● **Provided data**
/*!
 * Presentation adapter: slide -> shape -> text frame paragraph.
 */

use serde::{Deserialize, Serialize};

use super::text::Paragraph;
use super::{FormatAdapter, decode_json, encode_json};
use crate::document::{FormatKind, Segment, SegmentLocation, SegmentStatus};
use crate::errors::{ExtractionError, ReassemblyError};

/// Logical presentation snapshot
#[derive(Debug, Clone, PartialEq, Serialize, Deserialize, Default)]
pub struct PresentationBody {
    #[serde(default, skip_serializing_if = "std::ops::Not::not")]
    pub encrypted: bool,

    /// Slide size and theme, carried unchanged
    #[serde(default, skip_serializing_if = "Option::is_none")]
    pub properties: Option<serde_json::Value>,

    #[serde(default)]
    pub slides: Vec<Slide>,
}

#[derive(Debug, Clone, PartialEq, Serialize, Deserialize, Default)]
pub struct Slide {
    #[serde(default, skip_serializing_if = "Option::is_none")]
    pub layout: Option<String>,

    #[serde(default)]
    pub shapes: Vec<Shape>,
}

#[derive(Debug, Clone, PartialEq, Serialize, Deserialize)]
#[serde(tag = "type", rename_all = "snake_case")]
pub enum Shape {
    Text {
        name: String,
        #[serde(default, skip_serializing_if = "Option::is_none")]
        geometry: Option<serde_json::Value>,
        #[serde(default)]
        paragraphs: Vec<Paragraph>,
    },
    Picture {
        name: String,
        #[serde(default, skip_serializing_if = "Option::is_none")]
        geometry: Option<serde_json::Value>,
    },
}

/// Adapter for presentations
#[derive(Debug, Clone, Copy, Default)]
pub struct PresentationAdapter;

impl FormatAdapter for PresentationAdapter {
    type Body = PresentationBody;

    fn kind(&self) -> FormatKind {
        FormatKind::Presentation
    }

    fn decode(&self, bytes: &[u8]) -> Result<PresentationBody, ExtractionError> {
        decode_json(self.kind(), bytes)
    }

    fn encode(&self, body: &PresentationBody) -> Result<Vec<u8>, ReassemblyError> {
        encode_json(body)
    }

    fn extract(&self, body: &PresentationBody) -> Vec<Segment> {
        let mut segments = Vec::new();

        for (slide_index, slide) in body.slides.iter().enumerate() {
            for (shape_index, shape) in slide.shapes.iter().enumerate() {
                match shape {
                    Shape::Text { paragraphs, .. } => {
                        for (paragraph_index, paragraph) in paragraphs.iter().enumerate() {
                            let text = paragraph.text();
                            if text.trim().is_empty() {
                                continue;
                            }
                            let location = SegmentLocation::SlideText {
                                slide: slide_index,
                                shape: shape_index,
                                paragraph: paragraph_index,
                            };
                            segments.push(Segment::pending(segments.len(), location, text));
                        }
                    }
                    Shape::Picture { name, .. } => {
                        let location = SegmentLocation::SlidePicture {
                            slide: slide_index,
                            shape: shape_index,
                        };
                        segments.push(Segment::skipped(segments.len(), location, name.clone()));
                    }
                }
            }
        }

        segments
    }

    fn apply(&self, body: &PresentationBody, segments: &[Segment]) -> Result<PresentationBody, ReassemblyError> {
        let mut output = body.clone();

        for segment in segments.iter().filter(|s| s.status() == SegmentStatus::Translated) {
            let missing = || ReassemblyError::MissingPosition {
                index: segment.index,
                location: segment.location.to_string(),
            };

            let SegmentLocation::SlideText { slide, shape, paragraph } = segment.location else {
                return Err(missing());
            };

            let target = match output.slides.get_mut(slide).and_then(|s| s.shapes.get_mut(shape)) {
                Some(Shape::Text { paragraphs, .. }) => paragraphs.get_mut(paragraph),
                _ => None,
            };
            target.ok_or_else(missing)?.set_text(&segment.output_text());
        }

        Ok(output)
    }
}

#[cfg(test)]
mod tests {
    use super::*;
    use crate::formats::text::Run;

    fn deck() -> PresentationBody {
        PresentationBody {
            encrypted: false,
            properties: None,
            slides: vec![
                Slide {
                    layout: Some("Title".to_string()),
                    shapes: vec![Shape::Text {
                        name: "Title 1".to_string(),
                        geometry: Some(serde_json::json!({"x": 10, "y": 10})),
                        paragraphs: vec![Paragraph::from_runs(vec![Run::bold("Welcome")])],
                    }],
                },
                Slide {
                    layout: None,
                    shapes: vec![
                        Shape::Picture {
                            name: "logo.png".to_string(),
                            geometry: None,
                        },
                        Shape::Text {
                            name: "Body".to_string(),
                            geometry: None,
                            paragraphs: vec![
                                Paragraph::from_runs(vec![Run::plain("First point")]),
                                Paragraph::default(),
                                Paragraph::from_runs(vec![Run::plain("Second point")]),
                            ],
                        },
                    ],
                },
            ],
        }
    }

    #[test]
    fn test_extract_shouldWalkSlidesShapesParagraphs() {
        let segments = PresentationAdapter.extract(&deck());

        let texts: Vec<_> = segments.iter().map(|s| s.original.as_str()).collect();
        assert_eq!(texts, vec!["Welcome", "logo.png", "First point", "Second point"]);
        assert_eq!(segments[1].status(), SegmentStatus::Skipped);
        assert_eq!(
            segments[3].location,
            SegmentLocation::SlideText { slide: 1, shape: 1, paragraph: 2 }
        );
    }

    #[test]
    fn test_reassemble_shouldWriteTranslatedParagraphs() {
        let body = deck();
        let mut segments = PresentationAdapter.extract(&body);
        segments[0].mark_translated("환영합니다").unwrap();
        segments[2].mark_translated("첫 번째").unwrap();
        segments[3].mark_failed("quota exhausted").unwrap();

        let bytes = PresentationAdapter.reassemble(&body, &segments).unwrap();
        let output = PresentationAdapter.decode(&bytes).unwrap();

        match &output.slides[0].shapes[0] {
            Shape::Text { paragraphs, geometry, .. } => {
                assert_eq!(paragraphs[0].text(), "환영합니다");
                assert!(paragraphs[0].runs[0].bold);
                assert_eq!(geometry, &Some(serde_json::json!({"x": 10, "y": 10})));
            }
            other => panic!("unexpected shape {:?}", other),
        }
        match &output.slides[1].shapes[1] {
            Shape::Text { paragraphs, .. } => {
                assert_eq!(paragraphs[0].text(), "첫 번째");
                assert_eq!(paragraphs[2].text(), "Second point");
            }
            other => panic!("unexpected shape {:?}", other),
        }
        assert_eq!(output.slides[1].shapes[0], body.slides[1].shapes[0]);
    }
}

● **Work required**
In the material above, find every line that has the string "texts" and pull those lines out.

● **Exercise solution**
        let texts: Vec<_> = segments.iter().map(|s| s.original.as_str()).collect();
        assert_eq!(texts, vec!["Welcome", "logo.png", "First point", "Second point"]);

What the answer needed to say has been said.